Saved data entries:

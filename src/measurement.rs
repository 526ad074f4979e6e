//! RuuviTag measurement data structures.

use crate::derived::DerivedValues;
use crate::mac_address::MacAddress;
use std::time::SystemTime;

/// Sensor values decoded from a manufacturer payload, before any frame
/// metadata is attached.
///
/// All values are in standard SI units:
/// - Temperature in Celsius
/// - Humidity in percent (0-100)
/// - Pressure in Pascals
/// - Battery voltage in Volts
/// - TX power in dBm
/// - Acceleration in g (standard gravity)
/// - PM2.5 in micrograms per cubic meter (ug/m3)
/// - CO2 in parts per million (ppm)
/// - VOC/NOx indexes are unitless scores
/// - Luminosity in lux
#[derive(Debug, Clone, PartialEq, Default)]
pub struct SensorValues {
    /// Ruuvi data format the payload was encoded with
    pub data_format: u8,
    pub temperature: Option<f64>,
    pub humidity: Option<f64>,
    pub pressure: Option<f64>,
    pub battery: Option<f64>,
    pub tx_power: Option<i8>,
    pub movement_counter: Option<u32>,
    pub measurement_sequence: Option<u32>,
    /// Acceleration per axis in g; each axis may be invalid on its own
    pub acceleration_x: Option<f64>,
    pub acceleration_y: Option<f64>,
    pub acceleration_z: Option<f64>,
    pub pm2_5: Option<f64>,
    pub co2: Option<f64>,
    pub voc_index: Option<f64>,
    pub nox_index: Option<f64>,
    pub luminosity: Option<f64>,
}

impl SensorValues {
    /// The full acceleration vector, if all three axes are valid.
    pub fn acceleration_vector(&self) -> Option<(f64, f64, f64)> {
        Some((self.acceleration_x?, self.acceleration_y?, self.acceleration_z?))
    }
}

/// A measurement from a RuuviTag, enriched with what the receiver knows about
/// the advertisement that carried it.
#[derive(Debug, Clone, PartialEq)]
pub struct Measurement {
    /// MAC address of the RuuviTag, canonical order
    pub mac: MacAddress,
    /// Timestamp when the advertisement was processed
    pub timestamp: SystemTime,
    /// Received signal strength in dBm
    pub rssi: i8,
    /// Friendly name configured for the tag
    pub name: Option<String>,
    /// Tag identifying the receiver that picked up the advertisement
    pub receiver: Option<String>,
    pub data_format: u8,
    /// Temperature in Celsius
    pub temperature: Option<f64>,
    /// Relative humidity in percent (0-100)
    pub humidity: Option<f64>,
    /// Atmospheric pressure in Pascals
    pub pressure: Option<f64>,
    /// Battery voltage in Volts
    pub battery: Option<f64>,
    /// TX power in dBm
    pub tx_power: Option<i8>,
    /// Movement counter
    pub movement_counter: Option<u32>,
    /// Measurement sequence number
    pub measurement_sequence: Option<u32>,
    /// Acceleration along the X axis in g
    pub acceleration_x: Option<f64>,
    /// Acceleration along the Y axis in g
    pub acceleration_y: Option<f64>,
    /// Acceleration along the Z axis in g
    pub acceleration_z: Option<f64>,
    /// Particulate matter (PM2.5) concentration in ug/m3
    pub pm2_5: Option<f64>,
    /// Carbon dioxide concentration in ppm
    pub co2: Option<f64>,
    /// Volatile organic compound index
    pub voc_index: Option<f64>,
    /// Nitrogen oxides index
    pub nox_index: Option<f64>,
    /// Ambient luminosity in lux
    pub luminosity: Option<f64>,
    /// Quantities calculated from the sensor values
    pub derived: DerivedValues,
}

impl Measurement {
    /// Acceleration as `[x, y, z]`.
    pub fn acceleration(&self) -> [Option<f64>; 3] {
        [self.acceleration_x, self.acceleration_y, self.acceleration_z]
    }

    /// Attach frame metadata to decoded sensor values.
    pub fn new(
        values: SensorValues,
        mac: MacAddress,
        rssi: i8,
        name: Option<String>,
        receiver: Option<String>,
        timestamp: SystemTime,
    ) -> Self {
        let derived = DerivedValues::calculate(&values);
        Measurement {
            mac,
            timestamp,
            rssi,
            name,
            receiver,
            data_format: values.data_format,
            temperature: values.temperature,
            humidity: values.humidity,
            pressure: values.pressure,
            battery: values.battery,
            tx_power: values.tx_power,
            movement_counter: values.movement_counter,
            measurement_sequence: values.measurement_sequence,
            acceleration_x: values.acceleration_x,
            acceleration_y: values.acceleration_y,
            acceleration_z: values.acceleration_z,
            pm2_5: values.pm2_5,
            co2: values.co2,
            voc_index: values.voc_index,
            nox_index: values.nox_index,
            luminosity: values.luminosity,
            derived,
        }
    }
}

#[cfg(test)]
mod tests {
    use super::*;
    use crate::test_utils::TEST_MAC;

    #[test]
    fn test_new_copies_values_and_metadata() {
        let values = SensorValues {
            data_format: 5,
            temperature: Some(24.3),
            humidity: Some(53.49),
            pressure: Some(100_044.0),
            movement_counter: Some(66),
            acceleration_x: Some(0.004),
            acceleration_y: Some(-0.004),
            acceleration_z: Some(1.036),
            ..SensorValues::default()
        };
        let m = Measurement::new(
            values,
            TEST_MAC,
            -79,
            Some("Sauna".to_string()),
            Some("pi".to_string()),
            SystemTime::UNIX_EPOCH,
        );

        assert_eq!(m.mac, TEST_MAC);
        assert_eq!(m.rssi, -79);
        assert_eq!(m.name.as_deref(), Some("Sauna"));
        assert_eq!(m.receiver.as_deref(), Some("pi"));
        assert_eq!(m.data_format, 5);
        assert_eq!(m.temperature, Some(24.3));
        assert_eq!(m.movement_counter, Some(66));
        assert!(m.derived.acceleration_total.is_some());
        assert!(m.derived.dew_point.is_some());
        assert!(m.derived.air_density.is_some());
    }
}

_Assigned task_:
Every line above that includes the word "RuuviTag" must appear in the answer.

_Solved exercise_:
//! RuuviTag measurement data structures.
/// A measurement from a RuuviTag, enriched with what the receiver knows about
    /// MAC address of the RuuviTag, canonical order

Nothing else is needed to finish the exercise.